BEGIN

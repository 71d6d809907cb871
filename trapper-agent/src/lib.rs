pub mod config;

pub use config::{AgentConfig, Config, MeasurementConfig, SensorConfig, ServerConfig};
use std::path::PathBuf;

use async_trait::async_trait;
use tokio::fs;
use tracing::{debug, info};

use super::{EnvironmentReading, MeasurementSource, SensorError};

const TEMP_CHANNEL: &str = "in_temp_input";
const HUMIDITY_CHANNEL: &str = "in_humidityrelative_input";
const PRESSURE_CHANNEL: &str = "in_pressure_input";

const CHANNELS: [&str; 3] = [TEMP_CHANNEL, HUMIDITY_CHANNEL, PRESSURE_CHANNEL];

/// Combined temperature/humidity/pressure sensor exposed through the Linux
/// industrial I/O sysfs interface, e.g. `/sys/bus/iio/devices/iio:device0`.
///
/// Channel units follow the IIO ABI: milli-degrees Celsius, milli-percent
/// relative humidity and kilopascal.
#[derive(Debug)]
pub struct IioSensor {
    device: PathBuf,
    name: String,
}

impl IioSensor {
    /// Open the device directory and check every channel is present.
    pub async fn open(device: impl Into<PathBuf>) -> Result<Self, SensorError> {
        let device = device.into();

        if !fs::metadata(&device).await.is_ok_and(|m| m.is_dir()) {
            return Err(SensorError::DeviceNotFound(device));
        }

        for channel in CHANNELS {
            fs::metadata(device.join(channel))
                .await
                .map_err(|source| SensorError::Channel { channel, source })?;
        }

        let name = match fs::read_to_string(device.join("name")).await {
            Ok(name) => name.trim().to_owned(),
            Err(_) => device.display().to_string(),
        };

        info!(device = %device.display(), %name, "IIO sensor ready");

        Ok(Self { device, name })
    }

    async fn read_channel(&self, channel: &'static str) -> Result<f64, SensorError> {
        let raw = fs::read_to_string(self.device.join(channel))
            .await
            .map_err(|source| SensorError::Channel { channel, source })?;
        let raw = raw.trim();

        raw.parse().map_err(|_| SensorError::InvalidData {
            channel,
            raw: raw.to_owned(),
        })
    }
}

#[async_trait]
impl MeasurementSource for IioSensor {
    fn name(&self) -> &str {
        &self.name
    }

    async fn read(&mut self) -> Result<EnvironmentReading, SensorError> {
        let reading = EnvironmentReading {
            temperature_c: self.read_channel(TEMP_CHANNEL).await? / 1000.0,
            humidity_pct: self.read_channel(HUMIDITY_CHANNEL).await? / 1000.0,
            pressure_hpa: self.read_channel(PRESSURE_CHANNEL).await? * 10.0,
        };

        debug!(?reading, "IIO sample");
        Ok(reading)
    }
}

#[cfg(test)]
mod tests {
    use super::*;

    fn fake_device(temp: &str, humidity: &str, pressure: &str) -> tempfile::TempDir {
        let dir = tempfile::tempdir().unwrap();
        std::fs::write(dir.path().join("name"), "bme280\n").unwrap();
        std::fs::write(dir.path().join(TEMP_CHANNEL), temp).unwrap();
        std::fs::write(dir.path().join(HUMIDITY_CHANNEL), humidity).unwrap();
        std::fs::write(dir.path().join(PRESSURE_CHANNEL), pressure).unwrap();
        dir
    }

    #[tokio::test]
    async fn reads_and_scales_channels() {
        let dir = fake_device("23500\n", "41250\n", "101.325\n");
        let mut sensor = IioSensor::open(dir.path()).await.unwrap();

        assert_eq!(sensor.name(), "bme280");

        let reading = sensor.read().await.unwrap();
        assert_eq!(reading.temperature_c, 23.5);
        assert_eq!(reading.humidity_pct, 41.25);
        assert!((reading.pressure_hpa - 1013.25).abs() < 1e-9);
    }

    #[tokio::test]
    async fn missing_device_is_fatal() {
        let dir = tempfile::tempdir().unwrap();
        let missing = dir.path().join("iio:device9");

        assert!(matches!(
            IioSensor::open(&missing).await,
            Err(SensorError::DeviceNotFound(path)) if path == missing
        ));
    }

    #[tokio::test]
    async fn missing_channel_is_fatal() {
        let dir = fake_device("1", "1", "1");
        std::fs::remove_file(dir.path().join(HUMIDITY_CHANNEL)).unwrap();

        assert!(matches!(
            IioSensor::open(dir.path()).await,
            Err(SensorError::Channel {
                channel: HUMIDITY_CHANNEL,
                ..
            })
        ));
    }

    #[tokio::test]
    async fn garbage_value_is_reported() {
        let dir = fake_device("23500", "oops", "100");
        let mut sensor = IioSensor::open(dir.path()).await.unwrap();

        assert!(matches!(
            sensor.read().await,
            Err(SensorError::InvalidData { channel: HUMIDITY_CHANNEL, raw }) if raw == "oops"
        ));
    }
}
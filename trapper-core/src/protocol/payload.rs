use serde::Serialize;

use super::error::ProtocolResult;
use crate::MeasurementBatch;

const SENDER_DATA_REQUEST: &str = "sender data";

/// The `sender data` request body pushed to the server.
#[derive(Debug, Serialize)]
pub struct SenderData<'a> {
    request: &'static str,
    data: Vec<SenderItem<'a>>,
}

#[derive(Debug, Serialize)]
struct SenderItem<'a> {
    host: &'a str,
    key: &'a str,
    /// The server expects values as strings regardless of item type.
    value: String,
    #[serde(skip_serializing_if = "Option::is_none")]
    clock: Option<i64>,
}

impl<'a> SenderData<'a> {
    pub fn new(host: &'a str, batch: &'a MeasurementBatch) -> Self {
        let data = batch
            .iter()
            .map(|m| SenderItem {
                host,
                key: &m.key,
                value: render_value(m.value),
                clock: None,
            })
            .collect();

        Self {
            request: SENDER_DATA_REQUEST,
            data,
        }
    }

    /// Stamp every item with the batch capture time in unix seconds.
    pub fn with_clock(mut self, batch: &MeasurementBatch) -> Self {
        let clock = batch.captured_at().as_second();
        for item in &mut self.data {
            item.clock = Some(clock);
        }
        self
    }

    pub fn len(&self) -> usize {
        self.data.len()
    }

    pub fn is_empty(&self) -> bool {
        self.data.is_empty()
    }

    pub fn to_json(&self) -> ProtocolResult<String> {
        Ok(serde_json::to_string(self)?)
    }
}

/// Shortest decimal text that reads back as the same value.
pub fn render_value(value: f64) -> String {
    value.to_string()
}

END
BEGIN

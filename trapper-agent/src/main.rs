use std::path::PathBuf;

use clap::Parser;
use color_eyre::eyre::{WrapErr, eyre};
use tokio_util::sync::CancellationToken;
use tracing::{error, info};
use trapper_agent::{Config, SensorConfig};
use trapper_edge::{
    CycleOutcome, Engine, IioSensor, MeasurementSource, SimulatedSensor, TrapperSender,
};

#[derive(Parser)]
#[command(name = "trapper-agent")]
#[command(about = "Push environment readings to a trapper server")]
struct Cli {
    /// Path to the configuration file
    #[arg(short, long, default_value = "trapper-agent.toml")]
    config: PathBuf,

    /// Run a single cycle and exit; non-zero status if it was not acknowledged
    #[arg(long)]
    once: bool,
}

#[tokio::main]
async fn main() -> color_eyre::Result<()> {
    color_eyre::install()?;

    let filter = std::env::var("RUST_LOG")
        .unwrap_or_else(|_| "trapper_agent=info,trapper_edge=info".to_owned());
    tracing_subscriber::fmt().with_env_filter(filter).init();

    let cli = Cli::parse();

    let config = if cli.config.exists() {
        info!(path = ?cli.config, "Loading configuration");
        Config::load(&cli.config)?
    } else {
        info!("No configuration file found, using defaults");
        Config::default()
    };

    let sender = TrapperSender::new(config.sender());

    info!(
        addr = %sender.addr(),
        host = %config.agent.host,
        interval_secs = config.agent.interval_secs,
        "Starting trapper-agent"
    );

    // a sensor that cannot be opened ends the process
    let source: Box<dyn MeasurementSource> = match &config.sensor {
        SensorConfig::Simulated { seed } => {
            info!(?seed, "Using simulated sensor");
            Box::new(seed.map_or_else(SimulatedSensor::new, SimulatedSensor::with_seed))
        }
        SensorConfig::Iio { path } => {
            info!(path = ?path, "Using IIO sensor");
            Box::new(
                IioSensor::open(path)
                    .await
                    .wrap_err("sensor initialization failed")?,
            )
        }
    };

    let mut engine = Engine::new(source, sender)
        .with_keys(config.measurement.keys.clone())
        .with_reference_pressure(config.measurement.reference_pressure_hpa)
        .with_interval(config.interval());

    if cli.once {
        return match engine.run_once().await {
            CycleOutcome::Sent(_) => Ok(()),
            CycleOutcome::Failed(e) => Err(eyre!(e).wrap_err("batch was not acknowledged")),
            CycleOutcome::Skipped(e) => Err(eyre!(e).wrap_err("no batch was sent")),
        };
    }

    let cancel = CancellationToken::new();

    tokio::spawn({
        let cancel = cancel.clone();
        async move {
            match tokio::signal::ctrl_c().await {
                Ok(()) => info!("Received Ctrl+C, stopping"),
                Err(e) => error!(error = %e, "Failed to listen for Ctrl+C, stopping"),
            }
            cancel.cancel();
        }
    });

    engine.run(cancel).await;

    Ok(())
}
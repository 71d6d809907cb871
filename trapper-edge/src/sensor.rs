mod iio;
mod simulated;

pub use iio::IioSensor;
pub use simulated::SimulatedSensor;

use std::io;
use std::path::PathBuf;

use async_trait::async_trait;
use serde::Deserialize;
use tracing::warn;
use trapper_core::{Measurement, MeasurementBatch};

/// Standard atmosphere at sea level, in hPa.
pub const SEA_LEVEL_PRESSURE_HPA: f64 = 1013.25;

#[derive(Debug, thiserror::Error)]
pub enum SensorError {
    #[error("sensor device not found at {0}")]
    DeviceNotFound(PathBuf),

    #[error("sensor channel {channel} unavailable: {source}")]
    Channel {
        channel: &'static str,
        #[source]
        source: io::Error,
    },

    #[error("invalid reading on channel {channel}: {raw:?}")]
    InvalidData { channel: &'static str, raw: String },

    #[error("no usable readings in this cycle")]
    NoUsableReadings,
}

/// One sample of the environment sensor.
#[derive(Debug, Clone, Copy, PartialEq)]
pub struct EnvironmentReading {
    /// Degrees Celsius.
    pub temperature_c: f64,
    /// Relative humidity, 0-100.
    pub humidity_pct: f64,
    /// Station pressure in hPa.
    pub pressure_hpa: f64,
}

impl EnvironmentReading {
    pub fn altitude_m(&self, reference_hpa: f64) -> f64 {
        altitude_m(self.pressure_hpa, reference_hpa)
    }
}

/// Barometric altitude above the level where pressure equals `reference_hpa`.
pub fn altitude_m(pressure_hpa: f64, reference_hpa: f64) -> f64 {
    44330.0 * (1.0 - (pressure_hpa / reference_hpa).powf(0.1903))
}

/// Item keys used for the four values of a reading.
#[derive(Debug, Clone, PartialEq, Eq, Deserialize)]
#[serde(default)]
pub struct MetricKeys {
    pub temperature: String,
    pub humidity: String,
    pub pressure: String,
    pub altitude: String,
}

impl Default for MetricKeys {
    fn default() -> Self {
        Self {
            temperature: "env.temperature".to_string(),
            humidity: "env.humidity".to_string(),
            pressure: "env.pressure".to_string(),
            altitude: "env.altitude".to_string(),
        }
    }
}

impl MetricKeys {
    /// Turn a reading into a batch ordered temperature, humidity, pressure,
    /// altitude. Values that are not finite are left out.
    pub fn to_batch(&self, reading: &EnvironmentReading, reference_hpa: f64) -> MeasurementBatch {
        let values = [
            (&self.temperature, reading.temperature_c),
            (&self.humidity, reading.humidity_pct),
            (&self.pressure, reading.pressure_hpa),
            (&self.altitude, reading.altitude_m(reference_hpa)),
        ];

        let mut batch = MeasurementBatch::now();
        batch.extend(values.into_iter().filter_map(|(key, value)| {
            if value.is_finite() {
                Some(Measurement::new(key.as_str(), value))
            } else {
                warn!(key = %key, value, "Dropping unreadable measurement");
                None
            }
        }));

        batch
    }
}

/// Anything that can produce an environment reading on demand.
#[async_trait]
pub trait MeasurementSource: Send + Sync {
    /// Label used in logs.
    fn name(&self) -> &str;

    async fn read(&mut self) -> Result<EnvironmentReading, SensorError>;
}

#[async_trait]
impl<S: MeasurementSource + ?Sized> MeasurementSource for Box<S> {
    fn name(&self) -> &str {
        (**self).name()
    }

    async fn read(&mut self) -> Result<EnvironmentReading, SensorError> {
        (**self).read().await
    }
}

END

Work order:
Work out how many lines in the listing above hold the word "DeviceNotFound", and answer only with that number.

Reply:
3